Track artifacts, in-memory objects & folders [S3 storage]¶
import lamindb as ln
import pytest
ln.setup.login("testuser1")
ln.setup.init(storage="s3://lamindb-ci/test-upload")
✓ logged in with email testuser1@lamin.ai (uid: DzTjkKse)
→ go to: https://lamin.ai/testuser1/test-upload
! updating cloud SQLite 's3://lamindb-ci/test-upload/9f1dbf16f2b45bee83ebc4ce719ac4e4.lndb' of instance 'testuser1/test-upload'
! locked instance (to unlock and push changes to the cloud SQLite file, call: lamin disconnect)
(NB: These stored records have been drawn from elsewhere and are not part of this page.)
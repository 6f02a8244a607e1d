//! Trace-source contract tests
//!
//! These tests define the stable contract of the trace-source registry as
//! seen by the tracing and processor-management subsystems.
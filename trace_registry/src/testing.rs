//! Test doubles for the consumed interfaces
//!
//! Deterministic stand-ins for the info accessor and trace control an
//! execution context would supply. Used by this crate's tests and by the
//! contract tests; not part of the production surface.

use crate::source::{InfoAccessor, SourceInfo, TraceControl};
use parking_lot::Mutex;
use std::sync::atomic::{AtomicBool, AtomicU64, Ordering};

/// Info accessor returning a configurable snapshot
///
/// The snapshot can be swapped at runtime to model a context whose live
/// fields change between queries.
pub struct FixedInfo {
    info: Mutex<SourceInfo>,
}

impl FixedInfo {
    pub fn new(info: SourceInfo) -> Self {
        Self {
            info: Mutex::new(info),
        }
    }

    /// Replaces the snapshot returned by subsequent queries
    pub fn update(&self, info: SourceInfo) {
        *self.info.lock() = info;
    }
}

impl InfoAccessor for FixedInfo {
    fn source_info(&self) -> SourceInfo {
        self.info.lock().clone()
    }
}

/// Trace control tracking its own state
///
/// Records every `trace()` request and models the enabled/error flags a
/// scheduler-side control block would expose.
pub struct ControlState {
    enabled: AtomicBool,
    error: AtomicBool,
    trace_calls: AtomicU64,
}

impl ControlState {
    pub fn new() -> Self {
        Self {
            enabled: AtomicBool::new(false),
            error: AtomicBool::new(false),
            trace_calls: AtomicU64::new(0),
        }
    }

    /// Number of times tracing has been requested
    pub fn trace_calls(&self) -> u64 {
        self.trace_calls.load(Ordering::Relaxed)
    }

    /// Raises the error flag, as the scheduler would on a tracing fault
    pub fn inject_error(&self) {
        self.error.store(true, Ordering::Relaxed);
    }
}

impl Default for ControlState {
    fn default() -> Self {
        Self::new()
    }
}

impl TraceControl for ControlState {
    fn trace(&self) {
        self.trace_calls.fetch_add(1, Ordering::Relaxed);
        self.enabled.store(true, Ordering::Relaxed);
    }

    fn enable(&self) {
        self.enabled.store(true, Ordering::Relaxed);
    }

    fn disable(&self) {
        self.enabled.store(false, Ordering::Relaxed);
    }

    fn has_error(&self) -> bool {
        self.error.load(Ordering::Relaxed)
    }

    fn is_enabled(&self) -> bool {
        self.enabled.load(Ordering::Relaxed)
    }
}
→ initialized lamindb: testuser1/test-upload
Local artifacts¶
Some test data.
pbmc68k = ln.core.datasets.anndata_pbmc68k_reduced()
Subset to a mini artifact to speed up the run time of this notebook:
pbmc68k = pbmc68k[:5, :5].copy()
pbmc68k
AnnData object with n_obs × n_vars = 5 × 5
obs: 'cell_type', 'n_genes', 'percent_mito', 'louvain'
var: 'n_counts', 'highly_variable'
uns: 'louvain', 'louvain_colors', 'neighbors', 'pca'
obsm: 'X_pca', 'X_umap'
varm: 'PCs'
obsp: 'connectivities', 'distances'
Upload from memory using explicit semantic key
¶
Upload h5ad¶
pbmc68k_h5ad = ln.Artifact.from_anndata(pbmc68k, key="test-upload/pbmc68k.h5ad")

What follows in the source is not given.